--- Records provided Enclosed Below ---

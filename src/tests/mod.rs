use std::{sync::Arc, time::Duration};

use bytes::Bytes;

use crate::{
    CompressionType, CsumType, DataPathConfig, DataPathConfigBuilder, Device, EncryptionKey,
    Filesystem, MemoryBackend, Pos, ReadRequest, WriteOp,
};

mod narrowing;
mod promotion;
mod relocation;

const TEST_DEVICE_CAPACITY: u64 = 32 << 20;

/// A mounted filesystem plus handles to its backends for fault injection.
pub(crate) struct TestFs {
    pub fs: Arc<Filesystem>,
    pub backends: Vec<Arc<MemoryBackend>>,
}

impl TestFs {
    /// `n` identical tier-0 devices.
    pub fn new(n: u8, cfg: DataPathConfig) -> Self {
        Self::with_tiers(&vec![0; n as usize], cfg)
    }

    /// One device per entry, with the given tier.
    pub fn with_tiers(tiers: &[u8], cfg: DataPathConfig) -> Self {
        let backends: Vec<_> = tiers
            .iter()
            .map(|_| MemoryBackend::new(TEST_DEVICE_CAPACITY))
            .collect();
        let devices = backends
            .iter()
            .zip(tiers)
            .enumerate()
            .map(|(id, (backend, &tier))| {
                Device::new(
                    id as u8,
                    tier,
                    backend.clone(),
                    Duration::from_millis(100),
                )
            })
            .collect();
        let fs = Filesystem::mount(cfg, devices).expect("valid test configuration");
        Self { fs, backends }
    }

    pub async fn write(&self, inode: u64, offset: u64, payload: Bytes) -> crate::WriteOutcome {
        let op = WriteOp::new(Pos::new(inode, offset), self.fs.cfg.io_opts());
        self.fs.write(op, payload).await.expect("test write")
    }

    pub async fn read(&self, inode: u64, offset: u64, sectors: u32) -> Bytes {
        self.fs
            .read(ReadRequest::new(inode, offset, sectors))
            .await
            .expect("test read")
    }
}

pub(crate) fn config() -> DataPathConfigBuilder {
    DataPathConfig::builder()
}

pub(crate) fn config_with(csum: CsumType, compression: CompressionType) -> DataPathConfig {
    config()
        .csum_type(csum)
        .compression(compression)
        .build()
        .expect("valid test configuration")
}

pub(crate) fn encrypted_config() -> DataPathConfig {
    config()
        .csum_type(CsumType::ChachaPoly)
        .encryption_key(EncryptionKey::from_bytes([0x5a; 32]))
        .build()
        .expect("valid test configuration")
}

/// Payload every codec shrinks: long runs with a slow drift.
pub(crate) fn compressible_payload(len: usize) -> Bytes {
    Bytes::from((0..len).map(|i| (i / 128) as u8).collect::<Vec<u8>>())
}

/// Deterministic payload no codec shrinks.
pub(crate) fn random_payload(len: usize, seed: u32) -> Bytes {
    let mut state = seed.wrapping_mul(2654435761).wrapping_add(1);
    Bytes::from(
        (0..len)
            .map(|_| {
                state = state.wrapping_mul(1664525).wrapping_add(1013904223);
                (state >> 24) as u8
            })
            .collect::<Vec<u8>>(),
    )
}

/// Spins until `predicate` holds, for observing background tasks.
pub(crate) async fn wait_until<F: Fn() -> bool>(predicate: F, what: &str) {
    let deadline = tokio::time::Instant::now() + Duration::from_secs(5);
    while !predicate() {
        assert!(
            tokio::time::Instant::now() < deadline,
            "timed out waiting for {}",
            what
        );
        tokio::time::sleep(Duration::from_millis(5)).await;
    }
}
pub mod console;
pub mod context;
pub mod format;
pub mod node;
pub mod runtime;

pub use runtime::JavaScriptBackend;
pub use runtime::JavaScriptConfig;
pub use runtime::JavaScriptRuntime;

--- End of Enclosed Records provided ---
--- Records provided Enclosed Below ---

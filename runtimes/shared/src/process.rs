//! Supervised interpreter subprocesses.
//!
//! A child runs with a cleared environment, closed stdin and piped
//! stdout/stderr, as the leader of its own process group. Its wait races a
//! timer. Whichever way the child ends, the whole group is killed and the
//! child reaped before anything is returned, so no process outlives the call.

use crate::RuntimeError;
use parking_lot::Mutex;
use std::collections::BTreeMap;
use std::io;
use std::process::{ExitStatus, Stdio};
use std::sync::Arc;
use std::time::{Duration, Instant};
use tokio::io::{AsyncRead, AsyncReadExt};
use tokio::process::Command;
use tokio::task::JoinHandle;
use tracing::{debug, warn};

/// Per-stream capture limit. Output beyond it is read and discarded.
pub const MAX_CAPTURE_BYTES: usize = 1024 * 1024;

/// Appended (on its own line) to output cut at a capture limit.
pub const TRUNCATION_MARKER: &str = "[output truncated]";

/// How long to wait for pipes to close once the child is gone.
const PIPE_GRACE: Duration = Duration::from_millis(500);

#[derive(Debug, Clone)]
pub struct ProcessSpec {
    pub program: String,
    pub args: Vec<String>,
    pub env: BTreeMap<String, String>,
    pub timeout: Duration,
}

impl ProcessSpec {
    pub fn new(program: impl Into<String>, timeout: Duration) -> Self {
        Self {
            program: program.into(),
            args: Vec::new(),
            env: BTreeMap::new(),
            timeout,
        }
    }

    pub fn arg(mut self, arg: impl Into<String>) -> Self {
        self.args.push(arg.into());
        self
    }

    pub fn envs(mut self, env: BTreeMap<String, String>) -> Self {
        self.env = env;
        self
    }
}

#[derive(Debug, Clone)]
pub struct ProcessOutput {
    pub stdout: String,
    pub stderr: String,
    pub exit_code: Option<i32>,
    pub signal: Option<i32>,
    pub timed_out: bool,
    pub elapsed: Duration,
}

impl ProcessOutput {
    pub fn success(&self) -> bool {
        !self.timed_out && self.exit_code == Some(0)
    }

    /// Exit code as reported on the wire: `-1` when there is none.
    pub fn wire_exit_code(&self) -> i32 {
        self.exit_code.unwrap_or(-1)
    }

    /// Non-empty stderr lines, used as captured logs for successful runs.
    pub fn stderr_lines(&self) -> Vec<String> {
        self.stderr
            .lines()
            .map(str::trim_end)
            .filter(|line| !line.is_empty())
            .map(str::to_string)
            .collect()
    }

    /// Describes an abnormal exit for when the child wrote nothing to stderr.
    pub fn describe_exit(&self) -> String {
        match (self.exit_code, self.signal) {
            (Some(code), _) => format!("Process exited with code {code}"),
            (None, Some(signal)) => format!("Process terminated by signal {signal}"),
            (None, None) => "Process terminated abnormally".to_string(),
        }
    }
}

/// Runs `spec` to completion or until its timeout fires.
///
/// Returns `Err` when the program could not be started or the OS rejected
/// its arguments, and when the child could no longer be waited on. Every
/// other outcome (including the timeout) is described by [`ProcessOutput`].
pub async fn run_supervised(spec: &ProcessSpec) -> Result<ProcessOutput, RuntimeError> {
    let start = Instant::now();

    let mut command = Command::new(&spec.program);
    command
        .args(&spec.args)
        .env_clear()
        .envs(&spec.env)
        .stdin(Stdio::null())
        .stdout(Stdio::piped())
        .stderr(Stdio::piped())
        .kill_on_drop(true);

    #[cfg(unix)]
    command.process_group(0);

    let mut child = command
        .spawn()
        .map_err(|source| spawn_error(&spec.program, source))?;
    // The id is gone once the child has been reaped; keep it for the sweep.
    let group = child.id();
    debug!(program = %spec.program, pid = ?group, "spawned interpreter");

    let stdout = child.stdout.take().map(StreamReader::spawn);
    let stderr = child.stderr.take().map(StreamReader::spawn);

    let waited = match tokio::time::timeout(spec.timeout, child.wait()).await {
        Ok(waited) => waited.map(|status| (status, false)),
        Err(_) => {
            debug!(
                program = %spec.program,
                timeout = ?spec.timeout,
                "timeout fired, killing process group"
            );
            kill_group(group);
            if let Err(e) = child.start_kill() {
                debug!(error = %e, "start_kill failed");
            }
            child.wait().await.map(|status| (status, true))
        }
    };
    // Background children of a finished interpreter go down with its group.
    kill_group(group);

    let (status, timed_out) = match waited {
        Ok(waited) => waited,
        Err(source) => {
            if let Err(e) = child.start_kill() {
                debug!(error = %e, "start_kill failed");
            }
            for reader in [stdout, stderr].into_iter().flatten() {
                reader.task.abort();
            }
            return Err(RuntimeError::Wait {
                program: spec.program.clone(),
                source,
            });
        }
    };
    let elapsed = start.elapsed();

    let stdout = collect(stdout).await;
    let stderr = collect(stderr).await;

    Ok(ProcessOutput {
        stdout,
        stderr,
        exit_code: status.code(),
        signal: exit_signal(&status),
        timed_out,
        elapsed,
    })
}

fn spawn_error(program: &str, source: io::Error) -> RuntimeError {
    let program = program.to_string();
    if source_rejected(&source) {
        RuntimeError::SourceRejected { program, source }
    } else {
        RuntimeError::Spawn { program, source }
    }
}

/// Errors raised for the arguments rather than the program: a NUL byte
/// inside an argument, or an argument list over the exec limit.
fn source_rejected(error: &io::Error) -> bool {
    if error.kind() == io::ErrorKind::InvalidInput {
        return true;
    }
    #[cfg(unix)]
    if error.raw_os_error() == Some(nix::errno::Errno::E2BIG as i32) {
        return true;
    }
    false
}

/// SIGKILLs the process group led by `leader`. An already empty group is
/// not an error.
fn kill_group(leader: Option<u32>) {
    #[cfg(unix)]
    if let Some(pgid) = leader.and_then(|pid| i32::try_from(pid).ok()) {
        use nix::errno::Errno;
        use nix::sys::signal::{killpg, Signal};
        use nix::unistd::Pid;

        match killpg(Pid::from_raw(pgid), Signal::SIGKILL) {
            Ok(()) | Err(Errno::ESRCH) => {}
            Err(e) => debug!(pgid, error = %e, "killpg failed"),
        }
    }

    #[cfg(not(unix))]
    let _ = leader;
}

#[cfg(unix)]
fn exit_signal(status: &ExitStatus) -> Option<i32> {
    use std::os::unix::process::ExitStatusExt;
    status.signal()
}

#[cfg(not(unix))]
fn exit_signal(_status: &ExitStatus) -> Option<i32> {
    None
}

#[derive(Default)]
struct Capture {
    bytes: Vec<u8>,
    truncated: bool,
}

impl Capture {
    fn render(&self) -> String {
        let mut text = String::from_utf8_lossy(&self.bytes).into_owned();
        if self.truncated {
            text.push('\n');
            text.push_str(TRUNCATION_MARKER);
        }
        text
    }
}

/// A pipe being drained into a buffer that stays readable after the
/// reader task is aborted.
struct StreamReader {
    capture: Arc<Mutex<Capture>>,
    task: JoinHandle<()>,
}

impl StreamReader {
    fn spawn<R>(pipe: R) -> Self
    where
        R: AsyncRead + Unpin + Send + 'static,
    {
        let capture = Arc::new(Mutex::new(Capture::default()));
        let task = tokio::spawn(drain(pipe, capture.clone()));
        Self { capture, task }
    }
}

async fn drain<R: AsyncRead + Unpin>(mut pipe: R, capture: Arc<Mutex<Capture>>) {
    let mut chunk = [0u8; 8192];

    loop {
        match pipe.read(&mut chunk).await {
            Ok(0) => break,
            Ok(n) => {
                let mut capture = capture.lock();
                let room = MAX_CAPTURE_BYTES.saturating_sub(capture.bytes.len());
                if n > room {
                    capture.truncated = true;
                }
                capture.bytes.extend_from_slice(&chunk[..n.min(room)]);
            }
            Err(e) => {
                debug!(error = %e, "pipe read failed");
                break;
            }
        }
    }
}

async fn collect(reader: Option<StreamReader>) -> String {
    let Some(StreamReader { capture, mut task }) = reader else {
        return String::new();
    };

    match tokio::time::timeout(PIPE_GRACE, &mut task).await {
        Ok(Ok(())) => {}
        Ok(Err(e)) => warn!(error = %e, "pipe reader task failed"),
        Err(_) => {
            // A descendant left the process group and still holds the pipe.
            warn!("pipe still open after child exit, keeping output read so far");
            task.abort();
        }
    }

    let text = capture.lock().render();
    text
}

--- End of Enclosed Records provided ---
--- Records provided Enclosed Below ---

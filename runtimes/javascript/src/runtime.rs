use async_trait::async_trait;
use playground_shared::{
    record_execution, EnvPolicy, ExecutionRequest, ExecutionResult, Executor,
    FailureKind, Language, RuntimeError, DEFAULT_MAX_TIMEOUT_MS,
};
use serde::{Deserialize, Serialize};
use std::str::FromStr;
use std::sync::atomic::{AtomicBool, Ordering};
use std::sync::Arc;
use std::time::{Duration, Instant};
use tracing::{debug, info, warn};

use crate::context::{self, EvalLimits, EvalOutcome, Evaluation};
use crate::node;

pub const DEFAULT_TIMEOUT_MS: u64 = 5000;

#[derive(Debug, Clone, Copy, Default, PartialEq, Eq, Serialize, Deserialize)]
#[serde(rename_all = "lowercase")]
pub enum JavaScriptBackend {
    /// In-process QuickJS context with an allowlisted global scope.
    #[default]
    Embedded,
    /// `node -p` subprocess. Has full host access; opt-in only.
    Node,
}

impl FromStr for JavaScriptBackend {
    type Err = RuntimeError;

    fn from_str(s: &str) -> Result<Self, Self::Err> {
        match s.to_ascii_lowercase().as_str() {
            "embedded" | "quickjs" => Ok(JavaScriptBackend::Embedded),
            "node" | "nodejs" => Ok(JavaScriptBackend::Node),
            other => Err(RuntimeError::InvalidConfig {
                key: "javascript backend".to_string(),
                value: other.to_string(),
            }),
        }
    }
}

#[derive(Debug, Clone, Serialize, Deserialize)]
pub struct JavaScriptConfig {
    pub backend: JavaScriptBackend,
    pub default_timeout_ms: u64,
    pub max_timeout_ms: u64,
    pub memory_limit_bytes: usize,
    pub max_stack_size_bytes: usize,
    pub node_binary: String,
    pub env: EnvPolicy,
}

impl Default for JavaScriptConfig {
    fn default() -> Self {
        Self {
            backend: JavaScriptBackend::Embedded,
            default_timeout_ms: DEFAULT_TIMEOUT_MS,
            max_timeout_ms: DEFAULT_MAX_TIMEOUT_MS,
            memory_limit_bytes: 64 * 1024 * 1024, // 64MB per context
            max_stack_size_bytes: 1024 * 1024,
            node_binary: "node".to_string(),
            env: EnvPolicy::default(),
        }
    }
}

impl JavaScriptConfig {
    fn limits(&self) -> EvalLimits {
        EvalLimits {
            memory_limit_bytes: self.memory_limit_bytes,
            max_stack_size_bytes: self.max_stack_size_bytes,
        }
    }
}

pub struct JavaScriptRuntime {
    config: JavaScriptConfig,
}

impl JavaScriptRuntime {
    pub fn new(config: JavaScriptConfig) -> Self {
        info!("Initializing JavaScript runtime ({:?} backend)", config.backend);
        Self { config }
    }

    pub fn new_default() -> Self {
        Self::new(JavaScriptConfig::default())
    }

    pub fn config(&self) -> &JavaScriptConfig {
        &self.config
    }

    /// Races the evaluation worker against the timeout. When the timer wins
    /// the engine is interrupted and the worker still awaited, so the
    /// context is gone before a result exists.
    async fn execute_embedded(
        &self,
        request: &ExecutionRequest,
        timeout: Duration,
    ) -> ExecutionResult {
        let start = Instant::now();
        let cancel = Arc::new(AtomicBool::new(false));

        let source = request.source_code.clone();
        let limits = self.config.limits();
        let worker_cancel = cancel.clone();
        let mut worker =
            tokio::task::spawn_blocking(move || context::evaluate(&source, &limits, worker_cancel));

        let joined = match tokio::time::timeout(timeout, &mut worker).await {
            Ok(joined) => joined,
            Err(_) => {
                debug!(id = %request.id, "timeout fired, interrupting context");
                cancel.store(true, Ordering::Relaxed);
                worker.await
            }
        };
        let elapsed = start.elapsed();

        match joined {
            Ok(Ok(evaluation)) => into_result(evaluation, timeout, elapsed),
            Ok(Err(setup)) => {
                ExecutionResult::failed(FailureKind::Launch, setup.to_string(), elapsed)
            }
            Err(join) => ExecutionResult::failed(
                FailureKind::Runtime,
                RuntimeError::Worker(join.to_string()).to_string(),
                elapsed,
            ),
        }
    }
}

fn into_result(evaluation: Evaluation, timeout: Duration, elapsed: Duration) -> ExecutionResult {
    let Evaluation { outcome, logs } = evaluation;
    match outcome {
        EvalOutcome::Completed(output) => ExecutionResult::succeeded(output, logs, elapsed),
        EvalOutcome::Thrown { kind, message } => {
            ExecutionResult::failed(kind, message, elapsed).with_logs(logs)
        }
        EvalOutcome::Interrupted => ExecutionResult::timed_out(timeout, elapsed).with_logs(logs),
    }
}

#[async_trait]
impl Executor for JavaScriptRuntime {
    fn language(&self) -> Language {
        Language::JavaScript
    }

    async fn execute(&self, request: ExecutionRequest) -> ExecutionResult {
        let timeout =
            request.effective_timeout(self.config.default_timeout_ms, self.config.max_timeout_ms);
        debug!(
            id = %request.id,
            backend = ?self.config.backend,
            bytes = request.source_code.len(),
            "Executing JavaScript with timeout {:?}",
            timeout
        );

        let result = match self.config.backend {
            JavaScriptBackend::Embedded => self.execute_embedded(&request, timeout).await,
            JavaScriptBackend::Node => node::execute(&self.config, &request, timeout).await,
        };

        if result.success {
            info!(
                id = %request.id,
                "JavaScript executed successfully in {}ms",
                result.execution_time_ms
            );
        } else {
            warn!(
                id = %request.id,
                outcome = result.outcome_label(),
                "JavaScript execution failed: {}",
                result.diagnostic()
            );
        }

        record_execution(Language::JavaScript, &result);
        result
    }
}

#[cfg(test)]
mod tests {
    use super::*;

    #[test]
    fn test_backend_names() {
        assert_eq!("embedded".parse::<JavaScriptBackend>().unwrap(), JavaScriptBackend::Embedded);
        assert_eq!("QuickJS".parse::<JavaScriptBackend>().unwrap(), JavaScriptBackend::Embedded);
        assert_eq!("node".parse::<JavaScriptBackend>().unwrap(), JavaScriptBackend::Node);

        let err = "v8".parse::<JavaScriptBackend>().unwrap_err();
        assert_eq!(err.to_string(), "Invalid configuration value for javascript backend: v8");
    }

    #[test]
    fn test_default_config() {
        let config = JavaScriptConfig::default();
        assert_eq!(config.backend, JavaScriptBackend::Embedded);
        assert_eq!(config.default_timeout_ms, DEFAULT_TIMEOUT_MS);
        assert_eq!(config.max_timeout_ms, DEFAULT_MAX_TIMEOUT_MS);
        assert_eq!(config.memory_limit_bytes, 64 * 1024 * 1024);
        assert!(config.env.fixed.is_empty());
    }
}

--- End of Enclosed Records provided ---

### [What you should do]
Scan the lines above for the word "joined". Return each one that has it.

### [Response to this exercise]
        let joined = match tokio::time::timeout(timeout, &mut worker).await {
            Ok(joined) => joined,
        match joined {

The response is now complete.